> [Extracted records]
++++++++++
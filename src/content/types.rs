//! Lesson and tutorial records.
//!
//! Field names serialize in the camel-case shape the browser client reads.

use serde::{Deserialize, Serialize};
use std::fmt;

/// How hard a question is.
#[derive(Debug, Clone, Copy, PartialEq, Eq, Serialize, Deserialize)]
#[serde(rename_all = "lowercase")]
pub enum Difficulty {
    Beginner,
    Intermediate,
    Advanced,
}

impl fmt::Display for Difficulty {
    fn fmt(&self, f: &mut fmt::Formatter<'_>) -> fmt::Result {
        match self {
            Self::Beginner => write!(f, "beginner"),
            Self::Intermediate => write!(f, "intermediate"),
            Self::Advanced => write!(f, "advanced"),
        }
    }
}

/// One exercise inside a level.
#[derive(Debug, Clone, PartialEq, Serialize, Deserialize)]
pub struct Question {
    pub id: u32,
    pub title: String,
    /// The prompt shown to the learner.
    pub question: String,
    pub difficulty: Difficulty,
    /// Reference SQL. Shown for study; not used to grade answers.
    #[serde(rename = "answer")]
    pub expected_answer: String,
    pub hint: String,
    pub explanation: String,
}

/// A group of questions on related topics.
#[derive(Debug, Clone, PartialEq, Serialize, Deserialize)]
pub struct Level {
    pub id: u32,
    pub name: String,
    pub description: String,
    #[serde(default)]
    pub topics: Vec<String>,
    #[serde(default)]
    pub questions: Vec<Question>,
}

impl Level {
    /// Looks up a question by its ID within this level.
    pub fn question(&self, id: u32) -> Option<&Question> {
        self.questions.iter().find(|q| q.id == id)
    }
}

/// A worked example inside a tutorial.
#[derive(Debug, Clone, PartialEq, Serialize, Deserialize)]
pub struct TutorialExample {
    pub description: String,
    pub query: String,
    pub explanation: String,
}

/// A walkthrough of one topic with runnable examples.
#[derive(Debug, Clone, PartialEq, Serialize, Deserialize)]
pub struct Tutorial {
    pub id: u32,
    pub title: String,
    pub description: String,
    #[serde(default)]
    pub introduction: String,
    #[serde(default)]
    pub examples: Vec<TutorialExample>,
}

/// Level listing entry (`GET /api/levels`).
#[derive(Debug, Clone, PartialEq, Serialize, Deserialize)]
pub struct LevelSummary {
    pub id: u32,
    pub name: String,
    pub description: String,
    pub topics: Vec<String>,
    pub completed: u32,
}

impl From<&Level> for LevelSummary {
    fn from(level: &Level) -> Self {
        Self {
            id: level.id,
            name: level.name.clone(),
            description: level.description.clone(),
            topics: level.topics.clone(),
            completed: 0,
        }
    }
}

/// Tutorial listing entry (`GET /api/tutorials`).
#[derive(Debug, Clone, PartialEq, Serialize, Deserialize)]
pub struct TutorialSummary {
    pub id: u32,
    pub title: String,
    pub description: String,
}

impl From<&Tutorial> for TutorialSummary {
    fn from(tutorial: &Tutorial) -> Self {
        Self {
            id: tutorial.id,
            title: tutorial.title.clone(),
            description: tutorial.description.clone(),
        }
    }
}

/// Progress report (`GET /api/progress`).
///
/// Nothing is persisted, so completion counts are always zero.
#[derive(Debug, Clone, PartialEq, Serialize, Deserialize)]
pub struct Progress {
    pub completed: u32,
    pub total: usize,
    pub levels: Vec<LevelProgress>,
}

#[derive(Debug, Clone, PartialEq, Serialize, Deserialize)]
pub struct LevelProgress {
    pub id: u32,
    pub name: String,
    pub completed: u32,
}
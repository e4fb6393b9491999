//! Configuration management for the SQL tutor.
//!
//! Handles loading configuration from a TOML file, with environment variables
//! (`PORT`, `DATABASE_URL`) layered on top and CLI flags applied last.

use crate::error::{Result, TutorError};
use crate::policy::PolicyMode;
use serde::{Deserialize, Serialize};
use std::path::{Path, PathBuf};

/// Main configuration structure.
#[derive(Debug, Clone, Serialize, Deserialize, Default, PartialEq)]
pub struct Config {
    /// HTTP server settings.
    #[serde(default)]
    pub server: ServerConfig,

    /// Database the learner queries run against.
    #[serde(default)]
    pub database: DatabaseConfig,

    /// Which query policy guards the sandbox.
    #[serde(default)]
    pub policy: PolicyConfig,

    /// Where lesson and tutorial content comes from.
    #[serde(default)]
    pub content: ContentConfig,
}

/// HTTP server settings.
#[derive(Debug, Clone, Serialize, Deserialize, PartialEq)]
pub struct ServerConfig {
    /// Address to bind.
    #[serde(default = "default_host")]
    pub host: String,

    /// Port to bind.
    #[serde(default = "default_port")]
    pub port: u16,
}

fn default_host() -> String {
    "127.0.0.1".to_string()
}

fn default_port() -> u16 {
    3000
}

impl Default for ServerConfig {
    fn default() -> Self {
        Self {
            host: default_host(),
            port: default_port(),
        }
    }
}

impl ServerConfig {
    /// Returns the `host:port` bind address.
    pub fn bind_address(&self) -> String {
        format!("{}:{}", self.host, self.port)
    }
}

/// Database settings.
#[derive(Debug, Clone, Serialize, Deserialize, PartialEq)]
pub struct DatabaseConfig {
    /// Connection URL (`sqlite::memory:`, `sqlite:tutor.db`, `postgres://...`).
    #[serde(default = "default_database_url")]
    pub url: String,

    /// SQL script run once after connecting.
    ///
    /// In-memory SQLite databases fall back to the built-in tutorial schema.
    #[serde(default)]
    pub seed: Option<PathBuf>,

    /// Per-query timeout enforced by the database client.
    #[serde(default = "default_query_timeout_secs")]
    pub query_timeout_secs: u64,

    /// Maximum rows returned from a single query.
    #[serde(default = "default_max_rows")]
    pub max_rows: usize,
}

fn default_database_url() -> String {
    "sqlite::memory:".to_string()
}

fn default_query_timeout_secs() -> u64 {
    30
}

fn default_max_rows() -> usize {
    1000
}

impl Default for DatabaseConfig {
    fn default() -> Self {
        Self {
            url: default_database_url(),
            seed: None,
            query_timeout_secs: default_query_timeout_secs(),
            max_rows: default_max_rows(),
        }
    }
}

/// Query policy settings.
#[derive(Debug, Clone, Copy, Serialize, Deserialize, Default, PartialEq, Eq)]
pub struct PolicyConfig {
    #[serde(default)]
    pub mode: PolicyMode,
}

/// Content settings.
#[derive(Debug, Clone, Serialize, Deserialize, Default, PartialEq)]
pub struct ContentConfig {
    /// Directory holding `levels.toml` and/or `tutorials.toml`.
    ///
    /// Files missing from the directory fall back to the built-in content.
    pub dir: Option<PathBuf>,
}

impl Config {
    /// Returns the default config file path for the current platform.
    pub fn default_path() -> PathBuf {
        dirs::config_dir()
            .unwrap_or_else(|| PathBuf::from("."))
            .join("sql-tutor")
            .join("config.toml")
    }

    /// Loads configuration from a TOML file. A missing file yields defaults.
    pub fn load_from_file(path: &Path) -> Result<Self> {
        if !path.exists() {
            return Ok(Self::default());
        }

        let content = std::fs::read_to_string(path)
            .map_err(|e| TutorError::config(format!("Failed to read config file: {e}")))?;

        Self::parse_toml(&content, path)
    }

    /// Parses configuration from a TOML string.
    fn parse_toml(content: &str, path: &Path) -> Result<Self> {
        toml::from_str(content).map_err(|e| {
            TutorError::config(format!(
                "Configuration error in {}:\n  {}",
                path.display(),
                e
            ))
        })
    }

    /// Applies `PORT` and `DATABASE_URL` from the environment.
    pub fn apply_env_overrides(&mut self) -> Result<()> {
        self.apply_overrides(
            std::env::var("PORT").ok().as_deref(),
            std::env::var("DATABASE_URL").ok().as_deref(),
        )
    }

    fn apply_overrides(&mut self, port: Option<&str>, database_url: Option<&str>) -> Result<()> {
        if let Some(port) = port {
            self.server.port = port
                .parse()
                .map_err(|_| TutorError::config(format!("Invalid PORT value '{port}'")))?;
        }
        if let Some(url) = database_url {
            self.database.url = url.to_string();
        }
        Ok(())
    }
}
++++++++++
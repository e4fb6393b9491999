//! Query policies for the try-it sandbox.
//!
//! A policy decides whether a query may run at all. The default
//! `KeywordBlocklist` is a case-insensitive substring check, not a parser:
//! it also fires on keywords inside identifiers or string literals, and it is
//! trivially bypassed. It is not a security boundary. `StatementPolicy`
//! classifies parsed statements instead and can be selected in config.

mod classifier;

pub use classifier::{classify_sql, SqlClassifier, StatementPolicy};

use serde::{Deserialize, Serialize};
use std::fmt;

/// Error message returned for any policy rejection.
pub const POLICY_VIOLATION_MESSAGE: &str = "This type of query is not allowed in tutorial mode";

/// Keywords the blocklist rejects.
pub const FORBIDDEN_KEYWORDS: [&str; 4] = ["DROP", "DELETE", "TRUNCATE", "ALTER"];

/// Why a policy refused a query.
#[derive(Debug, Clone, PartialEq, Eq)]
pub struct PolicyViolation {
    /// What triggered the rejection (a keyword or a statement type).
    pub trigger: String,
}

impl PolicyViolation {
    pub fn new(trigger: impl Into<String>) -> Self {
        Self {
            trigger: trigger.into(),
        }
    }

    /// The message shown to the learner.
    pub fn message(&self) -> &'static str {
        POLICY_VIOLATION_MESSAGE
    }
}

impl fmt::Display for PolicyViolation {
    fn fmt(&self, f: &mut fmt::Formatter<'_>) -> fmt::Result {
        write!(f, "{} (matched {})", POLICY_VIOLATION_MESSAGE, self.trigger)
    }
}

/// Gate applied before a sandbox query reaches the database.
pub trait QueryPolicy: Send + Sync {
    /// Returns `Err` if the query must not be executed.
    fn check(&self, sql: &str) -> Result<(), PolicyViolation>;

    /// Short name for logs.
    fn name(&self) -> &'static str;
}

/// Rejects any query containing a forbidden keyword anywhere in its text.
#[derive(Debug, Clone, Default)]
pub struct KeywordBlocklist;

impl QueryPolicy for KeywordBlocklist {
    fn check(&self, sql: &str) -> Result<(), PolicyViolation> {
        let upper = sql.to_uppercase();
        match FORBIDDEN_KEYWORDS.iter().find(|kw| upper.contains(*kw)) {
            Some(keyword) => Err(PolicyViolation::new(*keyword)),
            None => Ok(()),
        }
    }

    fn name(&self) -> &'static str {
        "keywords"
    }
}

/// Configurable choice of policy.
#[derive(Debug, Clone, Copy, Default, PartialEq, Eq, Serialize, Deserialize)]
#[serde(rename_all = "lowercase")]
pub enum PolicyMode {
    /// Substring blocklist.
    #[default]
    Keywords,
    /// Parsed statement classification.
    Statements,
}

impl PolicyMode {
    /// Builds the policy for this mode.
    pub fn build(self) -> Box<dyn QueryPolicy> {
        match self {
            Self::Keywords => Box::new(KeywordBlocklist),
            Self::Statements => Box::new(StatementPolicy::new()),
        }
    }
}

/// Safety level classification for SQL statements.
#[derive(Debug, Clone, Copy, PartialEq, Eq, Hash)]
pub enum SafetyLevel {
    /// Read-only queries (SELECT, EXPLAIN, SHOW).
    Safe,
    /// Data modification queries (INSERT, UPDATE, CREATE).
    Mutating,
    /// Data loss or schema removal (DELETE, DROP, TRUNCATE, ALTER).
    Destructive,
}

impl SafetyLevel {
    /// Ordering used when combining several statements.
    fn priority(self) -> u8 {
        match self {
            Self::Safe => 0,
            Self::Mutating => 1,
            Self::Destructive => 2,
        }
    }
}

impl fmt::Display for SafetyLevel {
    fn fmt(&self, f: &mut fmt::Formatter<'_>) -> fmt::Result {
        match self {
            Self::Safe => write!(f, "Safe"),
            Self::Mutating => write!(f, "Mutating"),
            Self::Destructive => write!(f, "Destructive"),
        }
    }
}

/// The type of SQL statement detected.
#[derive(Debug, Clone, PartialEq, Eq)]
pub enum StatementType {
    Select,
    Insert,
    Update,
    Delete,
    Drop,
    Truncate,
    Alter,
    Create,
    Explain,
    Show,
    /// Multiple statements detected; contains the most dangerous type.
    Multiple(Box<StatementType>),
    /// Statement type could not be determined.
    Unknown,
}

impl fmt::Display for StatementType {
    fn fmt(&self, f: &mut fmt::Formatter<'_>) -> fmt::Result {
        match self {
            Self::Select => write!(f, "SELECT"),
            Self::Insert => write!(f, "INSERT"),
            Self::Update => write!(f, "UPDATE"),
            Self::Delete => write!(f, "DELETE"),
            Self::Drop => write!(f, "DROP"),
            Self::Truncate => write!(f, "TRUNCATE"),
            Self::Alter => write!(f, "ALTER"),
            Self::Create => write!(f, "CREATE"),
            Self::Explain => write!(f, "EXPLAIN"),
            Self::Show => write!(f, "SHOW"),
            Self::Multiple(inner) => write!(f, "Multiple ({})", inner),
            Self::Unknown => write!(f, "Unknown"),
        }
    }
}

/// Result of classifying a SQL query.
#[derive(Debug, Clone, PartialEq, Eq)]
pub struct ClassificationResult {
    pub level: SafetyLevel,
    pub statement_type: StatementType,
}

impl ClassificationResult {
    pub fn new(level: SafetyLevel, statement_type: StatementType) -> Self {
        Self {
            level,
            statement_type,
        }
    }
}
++++++++++
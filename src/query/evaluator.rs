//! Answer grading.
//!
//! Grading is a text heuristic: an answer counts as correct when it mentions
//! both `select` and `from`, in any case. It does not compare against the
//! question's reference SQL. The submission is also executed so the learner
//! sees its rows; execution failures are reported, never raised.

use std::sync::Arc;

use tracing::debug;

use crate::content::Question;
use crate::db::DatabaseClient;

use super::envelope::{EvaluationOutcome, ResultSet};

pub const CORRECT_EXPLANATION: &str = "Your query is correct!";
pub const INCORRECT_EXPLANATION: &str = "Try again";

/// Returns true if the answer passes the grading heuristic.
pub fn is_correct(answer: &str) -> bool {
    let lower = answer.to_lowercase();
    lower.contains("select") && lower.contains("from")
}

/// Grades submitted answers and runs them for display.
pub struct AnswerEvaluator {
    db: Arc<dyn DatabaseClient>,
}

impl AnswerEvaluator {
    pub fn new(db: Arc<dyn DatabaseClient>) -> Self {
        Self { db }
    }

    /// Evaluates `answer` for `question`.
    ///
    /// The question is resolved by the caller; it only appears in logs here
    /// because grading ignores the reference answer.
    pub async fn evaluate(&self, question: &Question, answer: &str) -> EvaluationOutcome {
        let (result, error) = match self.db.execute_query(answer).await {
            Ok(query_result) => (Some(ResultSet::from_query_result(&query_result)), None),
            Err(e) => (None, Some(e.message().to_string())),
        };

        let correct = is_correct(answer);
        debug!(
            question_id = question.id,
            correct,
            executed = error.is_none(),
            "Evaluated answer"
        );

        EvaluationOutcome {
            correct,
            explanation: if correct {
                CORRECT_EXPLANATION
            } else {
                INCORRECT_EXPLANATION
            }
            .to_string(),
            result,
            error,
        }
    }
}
++++++++++
> [What the exercise asks] For the data above, state how many of its lines contain the word "DatabaseClient", giving no other text.

> [Result] 3